■ WHAT YOU SHOULD DO: Transcribe the listing below only from the line with "support not compiled;" up to and including the line with "let service = extraction_service(settings);".

■ DATA UNDER STUDY:

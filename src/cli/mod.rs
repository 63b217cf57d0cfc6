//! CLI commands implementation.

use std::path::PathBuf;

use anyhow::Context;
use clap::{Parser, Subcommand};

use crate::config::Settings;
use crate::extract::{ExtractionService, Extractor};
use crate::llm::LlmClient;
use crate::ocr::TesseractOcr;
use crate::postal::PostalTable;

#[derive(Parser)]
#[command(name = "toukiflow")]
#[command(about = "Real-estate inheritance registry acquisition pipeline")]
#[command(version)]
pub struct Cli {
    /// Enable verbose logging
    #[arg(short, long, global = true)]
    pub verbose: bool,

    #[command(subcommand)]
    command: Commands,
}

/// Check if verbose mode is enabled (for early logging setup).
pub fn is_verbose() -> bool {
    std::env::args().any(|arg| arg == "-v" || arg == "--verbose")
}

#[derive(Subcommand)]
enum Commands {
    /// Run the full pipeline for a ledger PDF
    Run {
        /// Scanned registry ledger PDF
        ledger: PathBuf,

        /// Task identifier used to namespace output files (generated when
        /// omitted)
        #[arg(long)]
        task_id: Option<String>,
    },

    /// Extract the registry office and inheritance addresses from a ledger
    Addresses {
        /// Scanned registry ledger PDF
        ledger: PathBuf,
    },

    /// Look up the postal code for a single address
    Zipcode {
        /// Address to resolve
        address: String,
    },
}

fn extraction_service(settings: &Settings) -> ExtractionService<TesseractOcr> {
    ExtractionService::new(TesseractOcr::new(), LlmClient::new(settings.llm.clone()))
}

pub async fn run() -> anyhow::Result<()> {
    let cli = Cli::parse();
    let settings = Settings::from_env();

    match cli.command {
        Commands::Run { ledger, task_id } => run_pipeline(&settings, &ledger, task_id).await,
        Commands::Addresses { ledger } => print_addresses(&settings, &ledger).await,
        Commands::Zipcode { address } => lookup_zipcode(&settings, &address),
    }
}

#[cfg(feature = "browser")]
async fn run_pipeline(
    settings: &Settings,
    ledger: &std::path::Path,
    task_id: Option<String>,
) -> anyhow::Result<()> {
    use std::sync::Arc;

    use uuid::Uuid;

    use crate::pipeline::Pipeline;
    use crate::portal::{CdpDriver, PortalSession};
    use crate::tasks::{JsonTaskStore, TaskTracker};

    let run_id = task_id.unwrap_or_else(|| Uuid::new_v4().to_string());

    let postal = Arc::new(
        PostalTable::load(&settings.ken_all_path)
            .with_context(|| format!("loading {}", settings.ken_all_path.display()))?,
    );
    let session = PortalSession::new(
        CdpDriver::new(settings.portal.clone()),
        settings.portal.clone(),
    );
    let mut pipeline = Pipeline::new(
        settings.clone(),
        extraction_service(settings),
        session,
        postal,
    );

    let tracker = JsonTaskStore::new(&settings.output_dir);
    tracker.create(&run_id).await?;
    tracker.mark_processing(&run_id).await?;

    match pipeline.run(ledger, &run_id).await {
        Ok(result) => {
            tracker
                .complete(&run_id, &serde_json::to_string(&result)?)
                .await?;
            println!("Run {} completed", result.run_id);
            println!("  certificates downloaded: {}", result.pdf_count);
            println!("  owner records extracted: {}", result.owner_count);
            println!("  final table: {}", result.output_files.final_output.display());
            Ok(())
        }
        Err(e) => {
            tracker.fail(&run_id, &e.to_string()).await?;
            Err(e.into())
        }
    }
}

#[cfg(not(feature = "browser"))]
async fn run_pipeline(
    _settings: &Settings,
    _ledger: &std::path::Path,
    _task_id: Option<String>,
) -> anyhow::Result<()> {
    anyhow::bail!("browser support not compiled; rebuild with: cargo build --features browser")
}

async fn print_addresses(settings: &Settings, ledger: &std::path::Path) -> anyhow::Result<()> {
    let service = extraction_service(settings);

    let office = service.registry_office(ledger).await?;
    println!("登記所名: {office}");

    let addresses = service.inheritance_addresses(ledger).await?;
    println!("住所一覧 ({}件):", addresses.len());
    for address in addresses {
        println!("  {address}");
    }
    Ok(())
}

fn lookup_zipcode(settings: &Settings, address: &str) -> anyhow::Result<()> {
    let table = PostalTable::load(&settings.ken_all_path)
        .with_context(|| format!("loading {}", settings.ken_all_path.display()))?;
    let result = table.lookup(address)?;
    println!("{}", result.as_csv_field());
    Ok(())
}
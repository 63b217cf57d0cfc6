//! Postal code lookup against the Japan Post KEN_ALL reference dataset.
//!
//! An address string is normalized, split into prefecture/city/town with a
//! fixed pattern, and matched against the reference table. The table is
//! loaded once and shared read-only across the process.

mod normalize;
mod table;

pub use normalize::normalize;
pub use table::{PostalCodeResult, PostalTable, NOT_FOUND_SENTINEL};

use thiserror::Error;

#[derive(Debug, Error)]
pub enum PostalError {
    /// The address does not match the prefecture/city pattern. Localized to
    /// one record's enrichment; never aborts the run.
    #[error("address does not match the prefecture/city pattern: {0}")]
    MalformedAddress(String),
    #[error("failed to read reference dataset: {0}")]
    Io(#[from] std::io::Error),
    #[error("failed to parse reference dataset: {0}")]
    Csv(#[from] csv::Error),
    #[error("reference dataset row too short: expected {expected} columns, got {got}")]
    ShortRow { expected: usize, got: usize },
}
==
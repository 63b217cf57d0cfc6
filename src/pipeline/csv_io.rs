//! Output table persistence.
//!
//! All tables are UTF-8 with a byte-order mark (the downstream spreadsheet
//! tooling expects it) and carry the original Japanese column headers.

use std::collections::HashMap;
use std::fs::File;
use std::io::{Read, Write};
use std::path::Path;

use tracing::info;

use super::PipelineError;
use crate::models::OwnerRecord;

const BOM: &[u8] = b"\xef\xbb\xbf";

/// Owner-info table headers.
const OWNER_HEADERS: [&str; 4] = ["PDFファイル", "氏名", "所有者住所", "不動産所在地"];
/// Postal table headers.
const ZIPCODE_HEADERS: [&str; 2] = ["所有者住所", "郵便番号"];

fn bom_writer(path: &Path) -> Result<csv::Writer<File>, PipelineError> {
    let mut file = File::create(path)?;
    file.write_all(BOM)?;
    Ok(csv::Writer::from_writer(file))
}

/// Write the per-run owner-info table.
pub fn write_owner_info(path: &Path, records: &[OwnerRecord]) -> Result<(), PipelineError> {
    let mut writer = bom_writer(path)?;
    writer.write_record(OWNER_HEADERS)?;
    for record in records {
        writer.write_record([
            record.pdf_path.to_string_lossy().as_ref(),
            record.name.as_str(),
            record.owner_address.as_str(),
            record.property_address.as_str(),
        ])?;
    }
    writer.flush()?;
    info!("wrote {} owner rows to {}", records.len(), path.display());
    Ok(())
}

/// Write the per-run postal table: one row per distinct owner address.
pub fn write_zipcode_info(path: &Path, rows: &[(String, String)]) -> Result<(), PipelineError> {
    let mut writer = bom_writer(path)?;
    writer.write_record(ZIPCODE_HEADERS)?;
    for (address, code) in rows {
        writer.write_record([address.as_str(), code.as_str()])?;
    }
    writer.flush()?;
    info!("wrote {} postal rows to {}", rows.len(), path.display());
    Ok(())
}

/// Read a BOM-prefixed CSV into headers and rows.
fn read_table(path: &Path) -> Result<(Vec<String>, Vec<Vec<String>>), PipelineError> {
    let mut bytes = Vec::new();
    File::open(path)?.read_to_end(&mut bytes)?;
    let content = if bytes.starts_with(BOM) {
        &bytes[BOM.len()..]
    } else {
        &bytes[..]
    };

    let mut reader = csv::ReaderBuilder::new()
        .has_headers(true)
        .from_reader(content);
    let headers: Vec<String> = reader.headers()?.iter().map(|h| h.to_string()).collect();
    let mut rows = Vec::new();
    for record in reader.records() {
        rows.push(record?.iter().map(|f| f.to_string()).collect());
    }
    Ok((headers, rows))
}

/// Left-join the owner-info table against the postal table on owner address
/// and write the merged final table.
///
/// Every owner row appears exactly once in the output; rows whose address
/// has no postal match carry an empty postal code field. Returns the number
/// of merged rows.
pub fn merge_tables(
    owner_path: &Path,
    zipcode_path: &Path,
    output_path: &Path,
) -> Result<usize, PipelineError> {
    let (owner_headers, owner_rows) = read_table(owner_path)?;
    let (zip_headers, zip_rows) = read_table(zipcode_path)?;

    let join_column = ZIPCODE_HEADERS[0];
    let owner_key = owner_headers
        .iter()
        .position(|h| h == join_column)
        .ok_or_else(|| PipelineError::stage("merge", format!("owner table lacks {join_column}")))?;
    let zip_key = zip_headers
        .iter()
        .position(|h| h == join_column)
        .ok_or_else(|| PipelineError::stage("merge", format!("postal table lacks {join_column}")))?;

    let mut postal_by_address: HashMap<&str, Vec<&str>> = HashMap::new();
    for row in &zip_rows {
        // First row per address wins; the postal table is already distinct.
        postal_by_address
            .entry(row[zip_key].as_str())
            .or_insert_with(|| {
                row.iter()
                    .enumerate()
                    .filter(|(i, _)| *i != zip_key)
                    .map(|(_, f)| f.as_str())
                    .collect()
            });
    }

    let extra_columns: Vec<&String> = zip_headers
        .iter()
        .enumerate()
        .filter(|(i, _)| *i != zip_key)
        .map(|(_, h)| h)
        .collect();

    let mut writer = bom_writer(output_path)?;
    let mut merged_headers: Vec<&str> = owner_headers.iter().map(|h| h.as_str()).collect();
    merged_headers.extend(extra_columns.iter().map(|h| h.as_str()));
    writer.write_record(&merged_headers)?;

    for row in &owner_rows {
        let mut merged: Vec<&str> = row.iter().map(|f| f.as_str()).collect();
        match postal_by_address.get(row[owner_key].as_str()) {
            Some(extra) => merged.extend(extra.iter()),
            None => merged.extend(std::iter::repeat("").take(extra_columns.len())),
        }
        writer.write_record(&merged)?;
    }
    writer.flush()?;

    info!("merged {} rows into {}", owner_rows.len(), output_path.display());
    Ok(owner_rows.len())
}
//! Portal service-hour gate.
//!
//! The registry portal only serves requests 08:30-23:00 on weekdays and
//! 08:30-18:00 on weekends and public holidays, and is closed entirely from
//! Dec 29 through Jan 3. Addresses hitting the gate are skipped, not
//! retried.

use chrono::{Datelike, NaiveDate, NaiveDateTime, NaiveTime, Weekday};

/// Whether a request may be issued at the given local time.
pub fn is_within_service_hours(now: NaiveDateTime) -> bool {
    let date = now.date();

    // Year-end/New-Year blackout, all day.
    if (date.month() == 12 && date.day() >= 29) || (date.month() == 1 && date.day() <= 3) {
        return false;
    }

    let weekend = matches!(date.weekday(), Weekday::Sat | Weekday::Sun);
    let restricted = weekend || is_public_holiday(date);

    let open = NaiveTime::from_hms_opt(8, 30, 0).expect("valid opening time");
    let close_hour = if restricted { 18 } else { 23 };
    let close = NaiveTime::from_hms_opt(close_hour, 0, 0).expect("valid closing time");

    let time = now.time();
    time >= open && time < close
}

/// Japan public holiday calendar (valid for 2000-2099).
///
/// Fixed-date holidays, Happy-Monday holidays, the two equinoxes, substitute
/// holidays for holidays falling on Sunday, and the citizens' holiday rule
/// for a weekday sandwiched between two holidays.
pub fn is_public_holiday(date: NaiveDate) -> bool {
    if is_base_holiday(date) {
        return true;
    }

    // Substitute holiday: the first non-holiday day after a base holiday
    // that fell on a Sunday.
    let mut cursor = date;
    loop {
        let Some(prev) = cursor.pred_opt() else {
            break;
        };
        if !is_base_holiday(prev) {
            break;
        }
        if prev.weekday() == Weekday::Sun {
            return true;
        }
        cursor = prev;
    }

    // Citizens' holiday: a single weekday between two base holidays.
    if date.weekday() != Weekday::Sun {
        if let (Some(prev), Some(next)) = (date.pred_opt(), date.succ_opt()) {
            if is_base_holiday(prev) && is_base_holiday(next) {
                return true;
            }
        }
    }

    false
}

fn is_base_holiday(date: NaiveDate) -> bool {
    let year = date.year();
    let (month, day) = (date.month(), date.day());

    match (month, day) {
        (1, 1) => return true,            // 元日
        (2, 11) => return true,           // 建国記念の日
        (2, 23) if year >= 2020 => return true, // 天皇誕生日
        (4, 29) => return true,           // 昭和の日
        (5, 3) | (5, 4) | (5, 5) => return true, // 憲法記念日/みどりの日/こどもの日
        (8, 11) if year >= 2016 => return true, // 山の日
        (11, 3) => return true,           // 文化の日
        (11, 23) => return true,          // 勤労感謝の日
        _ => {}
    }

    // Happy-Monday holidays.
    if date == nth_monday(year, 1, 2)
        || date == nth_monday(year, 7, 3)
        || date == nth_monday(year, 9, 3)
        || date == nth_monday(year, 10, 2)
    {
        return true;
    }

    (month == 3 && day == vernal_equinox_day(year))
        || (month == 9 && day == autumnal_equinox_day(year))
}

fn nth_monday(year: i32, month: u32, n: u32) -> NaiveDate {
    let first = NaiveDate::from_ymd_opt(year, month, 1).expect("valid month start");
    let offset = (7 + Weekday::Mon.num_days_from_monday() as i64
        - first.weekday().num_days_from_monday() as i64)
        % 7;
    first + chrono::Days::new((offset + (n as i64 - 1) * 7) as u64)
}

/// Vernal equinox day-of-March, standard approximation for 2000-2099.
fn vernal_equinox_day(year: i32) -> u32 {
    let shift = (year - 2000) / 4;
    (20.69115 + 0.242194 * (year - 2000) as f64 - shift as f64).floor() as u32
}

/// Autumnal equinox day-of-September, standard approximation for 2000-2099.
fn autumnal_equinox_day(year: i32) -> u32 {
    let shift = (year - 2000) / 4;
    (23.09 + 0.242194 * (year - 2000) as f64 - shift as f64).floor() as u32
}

■ RESPONSE AREA:
    anyhow::bail!("browser support not compiled; rebuild with: cargo build --features browser")
}

async fn print_addresses(settings: &Settings, ledger: &std::path::Path) -> anyhow::Result<()> {
    let service = extraction_service(settings);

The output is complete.